Masyarakat yang percaya pada pemerintah hanya mereka yang merasa hidupnya bergantung dengan pemerintah yang mereka tidak berpeluang memilihnya. Sementara partisipasi masyarakat dalam bernegara semakin lemah dan cenderung apatis.
Lalu apakah, apakah apatisme tersebut pasif? Tentu saja tidak demikian ketika ada pilihan mereka akan bangkit dan melakukan apasaja baik atas nama kenenaran maupun dipolitisasi dengan segala cara oleh mereka yang berjiwa kapitalisme.
Dari masa kemasa sebahagian besar masyarakat Aceh hanya menonton kemewahan petro dollar, uang yang banyak, minyak berlimpah dimasa lalu, begitupun dimasa reformasi uang juga terbanyak di Aceh dengan otsusnya. Kehidupan masyarakat justru terbalik dengan gembar-gembornya. Sementara mereka yang tidak mampu bertahan mencari jalan menjadi warga negara lain dan bekerja untuk bertahan hidup di negeri lain.

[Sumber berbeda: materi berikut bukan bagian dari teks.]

//! Grid assembly, Markdown export and status report.

use core::fmt;

use schemars::JsonSchema;
use serde::{Deserialize, Serialize};
use unicode_segmentation::UnicodeSegmentation;

use crate::chunking::{Chunked, GridChunker, SIDE_CELL_COUNT};
use crate::config::{SegmentConfig, Thresholds};
use crate::dedup::content_hash;
use crate::error::{Result, SegmentError};
use crate::measure::visible_length;
use crate::types::{Cell, Chunk, GridStats};

/// Number of cells in the grid.
pub const GRID_CELL_COUNT: usize = 9;

/// Slot of the synthesized center cell.
pub const CENTER_SLOT: usize = 4;

/// Slots of the eight derived cells, in reading order.
pub const SIDE_SLOTS: [usize; SIDE_CELL_COUNT] = [0, 1, 2, 3, 5, 6, 7, 8];

/// Display label of the center cell.
pub const CENTER_ID: &str = "5 Core";

/// Display title of the center cell.
pub const CENTER_TITLE: &str = "Sweet-length strategy (Chunk over File)";

/// Title used when a chunk has no visible text.
pub const UNTITLED: &str = "Untitled";

const EMPTY_BODY: &str = "(empty)";

/// The result of one segmentation run.
///
/// Always holds nine cells in slot order with the center at [`CENTER_SLOT`]
/// and eight chunks; deserialization rejects anything else.
#[derive(Debug, Clone, PartialEq, Eq, Serialize, Deserialize, JsonSchema)]
#[serde(try_from = "RawGridDocument")]
pub struct GridDocument {
    /// Heading of the exported document.
    pub heading: String,
    /// All nine cells in slot order.
    pub cells: Vec<Cell>,
    /// The eight derived chunks in position order.
    pub chunks: Vec<Chunk>,
    /// Thresholds the run was classified with.
    pub thresholds: Thresholds,
    /// Aggregate numbers of the run.
    pub stats: GridStats,
    /// xxh3 hash of the trimmed input.
    pub input_fingerprint: u64,
}

#[derive(Deserialize, JsonSchema)]
#[serde(rename = "GridDocument")]
struct RawGridDocument {
    heading: String,
    cells: Vec<Cell>,
    chunks: Vec<Chunk>,
    thresholds: Thresholds,
    stats: GridStats,
    input_fingerprint: u64,
}

impl TryFrom<RawGridDocument> for GridDocument {
    type Error = SegmentError;

    fn try_from(raw: RawGridDocument) -> Result<Self> {
        check_layout(&raw.cells, &raw.chunks)?;
        Ok(Self {
            heading: raw.heading,
            cells: raw.cells,
            chunks: raw.chunks,
            thresholds: raw.thresholds,
            stats: raw.stats,
            input_fingerprint: raw.input_fingerprint,
        })
    }
}

fn check_layout(cells: &[Cell], chunks: &[Chunk]) -> Result<()> {
    let malformed = |reason| Err(SegmentError::MalformedGrid { reason });

    if cells.len() != GRID_CELL_COUNT {
        return malformed("expected nine cells");
    }
    if chunks.len() != SIDE_CELL_COUNT {
        return malformed("expected eight chunks");
    }
    for (slot, cell) in cells.iter().enumerate() {
        if cell.slot != slot {
            return malformed("cell slots must follow their index");
        }
        if cell.is_center() != (slot == CENTER_SLOT) {
            return malformed("the center cell must sit in slot 4 only");
        }
    }
    Ok(())
}

impl GridDocument {
    /// Returns the center cell.
    #[must_use]
    pub fn center(&self) -> &Cell {
        &self.cells[CENTER_SLOT]
    }

    /// Iterates over the eight derived cells in reading order.
    pub fn side_cells(&self) -> impl Iterator<Item = &Cell> {
        self.cells.iter().filter(|cell| !cell.is_center())
    }

    /// Renders the Markdown export.
    #[must_use]
    pub fn to_markdown(&self) -> String {
        let t = &self.thresholds;
        let mut lines = vec![
            format!("# {}", self.heading),
            String::new(),
            format!(
                "> Sweet spot: {}-{} chars; hard limits: {}-{} chars.",
                t.sweet_min(),
                t.sweet_max(),
                t.hard_min(),
                t.hard_max()
            ),
            format!(
                "> Input length: {} chars; chunk count: {}.",
                self.stats.input_visible_length, self.stats.candidate_count
            ),
            String::new(),
        ];

        for cell in &self.cells {
            lines.push(format!("## {} {}", cell.id, cell.title));
            lines.push(String::new());
            if cell.body.is_empty() {
                lines.push(EMPTY_BODY.to_string());
            } else {
                lines.push(cell.body.clone());
            }
            lines.push(String::new());
        }

        lines.join("\n")
    }

    /// Builds the status report of this run.
    #[must_use]
    pub fn report(&self) -> Report {
        Report {
            level: StatusLevel::Ok,
            headline: "Split into a nine-grid.".to_string(),
            lines: self
                .chunks
                .iter()
                .map(|chunk| {
                    format!(
                        "Cell {}: {} chars ({})",
                        chunk.position, chunk.visible_length, chunk.classification
                    )
                })
                .collect(),
        }
    }
}

/// Severity of a status report.
#[derive(Debug, Clone, Copy, PartialEq, Eq, Serialize, Deserialize, JsonSchema)]
#[serde(rename_all = "lowercase")]
pub enum StatusLevel {
    /// The run produced a grid.
    Ok,
    /// The run was rejected.
    Warn,
}

impl fmt::Display for StatusLevel {
    fn fmt(&self, f: &mut fmt::Formatter<'_>) -> fmt::Result {
        match self {
            Self::Ok => f.write_str("[OK]"),
            Self::Warn => f.write_str("[WARN]"),
        }
    }
}

/// Plain-text status for a status line or terminal.
#[derive(Debug, Clone, PartialEq, Eq, Serialize, Deserialize, JsonSchema)]
pub struct Report {
    /// Overall outcome.
    pub level: StatusLevel,
    /// Summary shown on the leading line.
    pub headline: String,
    /// One line per chunk; empty for rejected runs.
    pub lines: Vec<String>,
}

impl Report {
    /// Builds the warning shown instead of a grid when a run fails.
    #[must_use]
    pub fn rejected(error: &SegmentError) -> Self {
        Self {
            level: StatusLevel::Warn,
            headline: error.to_string(),
            lines: Vec::new(),
        }
    }
}

impl fmt::Display for Report {
    fn fmt(&self, f: &mut fmt::Formatter<'_>) -> fmt::Result {
        write!(f, "{} {}", self.level, self.headline)?;
        for line in &self.lines {
            write!(f, "\n{line}")?;
        }
        Ok(())
    }
}

/// Assembles [`GridDocument`]s from raw text.
#[derive(Debug, Clone)]
pub struct ReportBuilder {
    config: SegmentConfig,
    chunker: GridChunker,
}

impl ReportBuilder {
    /// Creates a builder for the given configuration.
    #[must_use]
    pub fn new(config: SegmentConfig) -> Self {
        let chunker = GridChunker::new(&config);
        Self { config, chunker }
    }

    /// Segments `raw` and lays the result out on the grid.
    ///
    /// # Errors
    /// Returns [`SegmentError::EmptyInput`] when `raw` is blank.
    pub fn build(&self, raw: &str) -> Result<GridDocument> {
        let source = raw.trim();
        let Chunked {
            pieces,
            candidate_count,
        } = self.chunker.chunk(source)?;

        let thresholds = self.config.thresholds;
        let chunks: Vec<Chunk> = pieces
            .into_iter()
            .enumerate()
            .map(|(i, piece)| {
                let visible_length = visible_length(&piece.text);
                Chunk {
                    position: i + 1,
                    classification: thresholds.classify(visible_length),
                    visible_length,
                    text: piece.text,
                    provenance: piece.provenance,
                }
            })
            .collect();

        let stats = GridStats {
            input_visible_length: visible_length(source),
            candidate_count,
        };

        let mut side = chunks.iter().map(|chunk| Cell {
            slot: 0,
            id: chunk.position.to_string(),
            title: format!(
                "{}. {}",
                chunk.position,
                display_title(&chunk.text, self.config.title_width)
            ),
            body: chunk.text.clone(),
            chunk: Some(chunk.position),
        });

        let mut cells = Vec::with_capacity(GRID_CELL_COUNT);
        for slot in 0..GRID_CELL_COUNT {
            let cell = if slot == CENTER_SLOT {
                center_cell(&stats, &thresholds)
            } else {
                // chunker guarantees one chunk per side slot
                let Some(cell) = side.next() else { break };
                cell
            };
            cells.push(Cell { slot, ..cell });
        }

        tracing::debug!(
            input_visible_length = stats.input_visible_length,
            candidate_count,
            "built nine-grid"
        );

        Ok(GridDocument {
            heading: self.config.heading.clone(),
            cells,
            chunks,
            thresholds,
            stats,
            input_fingerprint: content_hash(source),
        })
    }
}

impl Default for ReportBuilder {
    fn default() -> Self {
        Self::new(SegmentConfig::default())
    }
}

fn center_cell(stats: &GridStats, t: &Thresholds) -> Cell {
    let body = [
        "Chunk by paragraph so semantic search lands on passages, not whole files.".to_string(),
        format!(
            "This input has about {} chars; it was cut into {} pieces, then arranged into the {} outer cells.",
            stats.input_visible_length, stats.candidate_count, SIDE_CELL_COUNT
        ),
        format!(
            "Suggested range: {}-{} chars; tolerated extremes: {}-{} chars.",
            t.sweet_min(),
            t.sweet_max(),
            t.hard_min(),
            t.hard_max()
        ),
        "Rule: the file is not the retrieval unit; the paragraph is.".to_string(),
    ]
    .join("\n");

    Cell {
        slot: CENTER_SLOT,
        id: CENTER_ID.to_string(),
        title: CENTER_TITLE.to_string(),
        body,
        chunk: None,
    }
}

/// Derives a one-line display title from a chunk body.
///
/// Whitespace runs collapse to single spaces. Titles longer than `width`
/// graphemes are cut and get a trailing `…`.
///
/// ```rust
/// use mandala_segment::display_title;
///
/// assert_eq!(display_title("  two\n\nlines ", 22), "two lines");
/// assert_eq!(display_title("abcdef", 3), "abc…");
/// assert_eq!(display_title(" \n ", 22), "Untitled");
/// ```
#[must_use]
pub fn display_title(body: &str, width: usize) -> String {
    let clean = body.split_whitespace().collect::<Vec<_>>().join(" ");
    if clean.is_empty() {
        return UNTITLED.to_string();
    }

    match clean.grapheme_indices(true).nth(width) {
        Some((cut, _)) => format!("{}…", clean[..cut].trim_end()),
        None => clean,
    }
}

Begitulah terdhaliminya masyarakat Aceh dalam kehidupannya setelah menjadi bahagian dari Republik Indonesia dimana sebelumnya masyarakat Aceh tergolong hidup dalam tingkat kesejahteraan yang lebih baik.
Semoga, ada kebijakan pemerintah Republik ini yang memberi kesejukan terhadap keberadaan provinsi yang berstatus otonomi khusus sehingga minimal masyarakat dapat memahami status daerahnya dimata pemerintah pusat.